Problem details:
Take each line from the entries that holds "style" and copy it out.

Supplied material:
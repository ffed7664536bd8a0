//! harvestmine - copy Harvest time entries into Redmine

use std::process::ExitCode;

use clap::Parser;
use console::style;
use harvestmine_cli::{logging, run, Cli};
use harvestmine_domain::SyncError;

#[tokio::main]
async fn main() -> ExitCode {
    // .env must be loaded before clap reads env-backed arguments
    let dotenv = dotenvy::dotenv();

    let cli = Cli::parse();
    logging::init(cli.verbose);

    if let Ok(path) = dotenv {
        tracing::debug!(path = %path.display(), "loaded .env");
    }

    match run(cli).await {
        Ok(code) => code,
        Err(err) => {
            if let Some(sync_err) = err.downcast_ref::<SyncError>() {
                tracing::error!(kind = sync_err.label(), "run failed");
            }
            eprintln!("{} {err:#}", style("error:").red().bold());
            ExitCode::FAILURE
        }
    }
}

Response:
use console::style;
            eprintln!("{} {err:#}", style("error:").red().bold());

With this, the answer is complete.